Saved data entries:
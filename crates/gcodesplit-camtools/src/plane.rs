//! Vertical split plane and its local frame
//!
//! The local frame puts the plane origin at (0, 0) and rotates by
//! `-angle_degrees`, so the boundary is local x = 0. Left is local x < 0,
//! Right is local x > 0. Z is never transformed.

use gcodesplit_core::{rotate_about_origin, Point};
use serde::{Deserialize, Serialize};
use std::fmt;

/// One half of a split program
#[derive(Debug, Clone, Copy, PartialEq, Eq, Hash, Serialize, Deserialize)]
pub enum Side {
    Left,
    Right,
}

impl Side {
    pub fn other(self) -> Self {
        match self {
            Self::Left => Self::Right,
            Self::Right => Self::Left,
        }
    }

    /// Side of a local x value, `None` within `epsilon` of the boundary
    pub fn of_local_x(x: f64, epsilon: f64) -> Option<Self> {
        if x > epsilon {
            Some(Self::Right)
        } else if x < -epsilon {
            Some(Self::Left)
        } else {
            None
        }
    }
}

impl fmt::Display for Side {
    fn fmt(&self, f: &mut fmt::Formatter<'_>) -> fmt::Result {
        match self {
            Self::Left => write!(f, "Left"),
            Self::Right => write!(f, "Right"),
        }
    }
}

/// A vertical cutting plane through `origin` rotated by `angle_degrees`
#[derive(Debug, Clone, Copy, PartialEq, Serialize, Deserialize)]
pub struct SplitPlane {
    pub origin: Point,
    /// Counterclockwise rotation of the boundary away from the Y axis
    pub angle_degrees: f64,
}

impl Default for SplitPlane {
    fn default() -> Self {
        Self::new(Point::ORIGIN, 0.0)
    }
}

impl SplitPlane {
    pub fn new(origin: Point, angle_degrees: f64) -> Self {
        Self {
            origin,
            angle_degrees,
        }
    }

    /// The plane `x = x` in world coordinates
    pub fn at_x(x: f64) -> Self {
        Self::new(Point::xy(x, 0.0), 0.0)
    }

    /// World point into the local frame
    pub fn to_local(&self, point: Point) -> Point {
        let shifted = Point::new(point.x - self.origin.x, point.y - self.origin.y, point.z);
        rotate_about_origin(shifted, -self.angle_degrees)
    }

    /// Local point back into the world frame
    pub fn to_world(&self, local: Point) -> Point {
        let rotated = rotate_about_origin(local, self.angle_degrees);
        Point::new(
            rotated.x + self.origin.x,
            rotated.y + self.origin.y,
            rotated.z,
        )
    }

    pub fn local_x(&self, point: Point) -> f64 {
        self.to_local(point).x
    }

    /// Side of a world point, `None` when on the boundary
    pub fn side_of(&self, point: Point, epsilon: f64) -> Option<Side> {
        Side::of_local_x(self.local_x(point), epsilon)
    }

    /// Pull `point` back onto `side` if it lies past the boundary.
    ///
    /// Left keeps local x <= 0, Right keeps local x >= 0.
    pub fn clamp(&self, point: Point, side: Side) -> Point {
        let mut local = self.to_local(point);
        let clamped = match side {
            Side::Left => local.x.min(0.0),
            Side::Right => local.x.max(0.0),
        };
        if clamped == local.x {
            return point;
        }
        local.x = clamped;
        self.to_world(local)
    }
}
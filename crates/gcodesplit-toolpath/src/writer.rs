//! Program text output
//!
//! Serializes instruction lists and segmentations, optionally bracketing
//! blocks with marker comments and repeating the program per peck depth.

use crate::gcode::Instruction;
use crate::segmenter::{SegmentError, Segmentation};

/// Output options
#[derive(Debug, Clone, Default, PartialEq)]
pub struct WriterOptions {
    /// Bracket each block with `(Block N start)` / `(Block N end)`
    pub block_markers: bool,
    /// Replace Z at or below zero with this depth
    pub z_override: Option<f64>,
}

/// Writes program text
#[derive(Debug, Clone, Default)]
pub struct ProgramWriter {
    options: WriterOptions,
}

impl ProgramWriter {
    pub fn new(options: WriterOptions) -> Self {
        Self { options }
    }

    pub fn options(&self) -> &WriterOptions {
        &self.options
    }

    /// One line per instruction
    pub fn write_instructions(&self, instructions: &[Instruction]) -> String {
        let mut out = String::new();
        self.push_lines(&mut out, instructions, self.options.z_override);
        out
    }

    /// Header, blocks in `order` (original order when `None`), footer.
    ///
    /// Block markers carry the 1-based original block number.
    pub fn write_segmentation(
        &self,
        segmentation: &Segmentation,
        order: Option<&[usize]>,
    ) -> Result<String, SegmentError> {
        let identity: Vec<usize> = (0..segmentation.block_count()).collect();
        let order = order.unwrap_or(identity.as_slice());
        // validates the permutation
        segmentation.reassemble(order)?;

        let z = self.options.z_override;
        let mut out = String::new();
        self.push_lines(&mut out, &segmentation.header, z);
        for &index in order {
            let number = index + 1;
            if self.options.block_markers {
                out.push_str(&format!("(Block {} start)\n", number));
            }
            self.push_lines(&mut out, segmentation.blocks[index].instructions(), z);
            if self.options.block_markers {
                out.push_str(&format!("(Block {} end)\n", number));
            }
        }
        self.push_lines(&mut out, &segmentation.footer, z);
        Ok(out)
    }

    /// Repeat the program once per peck depth with that depth as Z override.
    ///
    /// With no depths this is [`ProgramWriter::write_instructions`].
    pub fn write_layers(&self, instructions: &[Instruction], peck_depths: &[f64]) -> String {
        if peck_depths.is_empty() {
            return self.write_instructions(instructions);
        }
        let mut out = String::new();
        for (layer, &depth) in peck_depths.iter().enumerate() {
            out.push_str(&format!(
                "(Layer {} Z{})\n",
                layer + 1,
                gcodesplit_core::format_decimal(depth)
            ));
            self.push_lines(&mut out, instructions, Some(depth));
        }
        out
    }

    fn push_lines(&self, out: &mut String, instructions: &[Instruction], z_override: Option<f64>) {
        for instruction in instructions {
            out.push_str(&instruction.format_with(z_override));
            out.push('\n');
        }
    }
}

#[cfg(test)]
mod tests {
    use super::*;

    #[test]
    fn test_layers_override_depth() {
        let program = vec![
            Instruction::rapid().with_z(5.0),
            Instruction::linear().with_xyz(1.0, 0.0, 0.0),
        ];
        let text = ProgramWriter::default().write_layers(&program, &[-0.5, -1.0]);
        assert_eq!(
            text,
            "(Layer 1 Z-0.5)\nG0 Z5\nG1 X1 Y0 Z-0.5\n(Layer 2 Z-1)\nG0 Z5\nG1 X1 Y0 Z-1\n"
        );
    }

    #[test]
    fn test_plain_write() {
        let program = vec![Instruction::command_line("G21"), Instruction::comment_line("end")];
        assert_eq!(
            ProgramWriter::default().write_instructions(&program),
            "G21\n(end)\n"
        );
    }
}
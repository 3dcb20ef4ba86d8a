//! Axis-aligned bounding box over rendered geometry

use gcodesplit_core::Point;
use serde::{Deserialize, Serialize};

/// Min/max tracker per axis
///
/// Starts inverted (min = MAX, max = MIN) so the first update defines it.
#[derive(Debug, Clone, Copy, PartialEq, Serialize, Deserialize)]
pub struct Bounds {
    pub min_x: f64,
    pub max_x: f64,
    pub min_y: f64,
    pub max_y: f64,
    pub min_z: f64,
    pub max_z: f64,
}

impl Default for Bounds {
    fn default() -> Self {
        Self::new()
    }
}

impl Bounds {
    pub fn new() -> Self {
        Self {
            min_x: f64::MAX,
            max_x: f64::MIN,
            min_y: f64::MAX,
            max_y: f64::MIN,
            min_z: f64::MAX,
            max_z: f64::MIN,
        }
    }

    pub fn update(&mut self, x: f64, y: f64, z: f64) {
        self.min_x = self.min_x.min(x);
        self.max_x = self.max_x.max(x);
        self.min_y = self.min_y.min(y);
        self.max_y = self.max_y.max(y);
        self.min_z = self.min_z.min(z);
        self.max_z = self.max_z.max(z);
    }

    pub fn include(&mut self, point: Point) {
        self.update(point.x, point.y, point.z);
    }

    /// Grow to cover `other` as well
    pub fn merge(&mut self, other: &Bounds) {
        if other.is_valid() {
            self.update(other.min_x, other.min_y, other.min_z);
            self.update(other.max_x, other.max_y, other.max_z);
        }
    }

    pub fn is_valid(&self) -> bool {
        self.min_x.is_finite()
            && self.max_x.is_finite()
            && self.min_y.is_finite()
            && self.max_y.is_finite()
            && self.min_z.is_finite()
            && self.max_z.is_finite()
            && self.min_x <= self.max_x
            && self.min_y <= self.max_y
            // Z might be single plane (min_z == max_z) which is valid
            && self.min_z <= self.max_z
    }

    pub fn width(&self) -> f64 {
        if self.is_valid() {
            self.max_x - self.min_x
        } else {
            0.0
        }
    }

    pub fn height(&self) -> f64 {
        if self.is_valid() {
            self.max_y - self.min_y
        } else {
            0.0
        }
    }

    pub fn center(&self) -> Option<Point> {
        self.is_valid().then(|| {
            Point::new(
                (self.min_x + self.max_x) / 2.0,
                (self.min_y + self.max_y) / 2.0,
                (self.min_z + self.max_z) / 2.0,
            )
        })
    }
}

#[cfg(test)]
mod tests {
    use super::*;

    #[test]
    fn test_empty_bounds_invalid() {
        let bounds = Bounds::new();
        assert!(!bounds.is_valid());
        assert_eq!(bounds.width(), 0.0);
        assert_eq!(bounds.center(), None);
    }

    #[test]
    fn test_update_and_merge() {
        let mut a = Bounds::new();
        a.update(1.0, 2.0, 0.0);
        a.update(3.0, -1.0, 0.0);
        assert!(a.is_valid());
        assert_eq!(a.width(), 2.0);
        assert_eq!(a.height(), 3.0);

        let mut b = Bounds::new();
        b.include(Point::new(-4.0, 0.0, -1.0));
        a.merge(&b);
        assert_eq!(a.min_x, -4.0);
        assert_eq!(a.min_z, -1.0);
        a.merge(&Bounds::new());
        assert_eq!(a.min_x, -4.0);
    }
}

*Problem:* State how many lines of the records contain the string "crates". The number is the whole answer.

*Result:* 2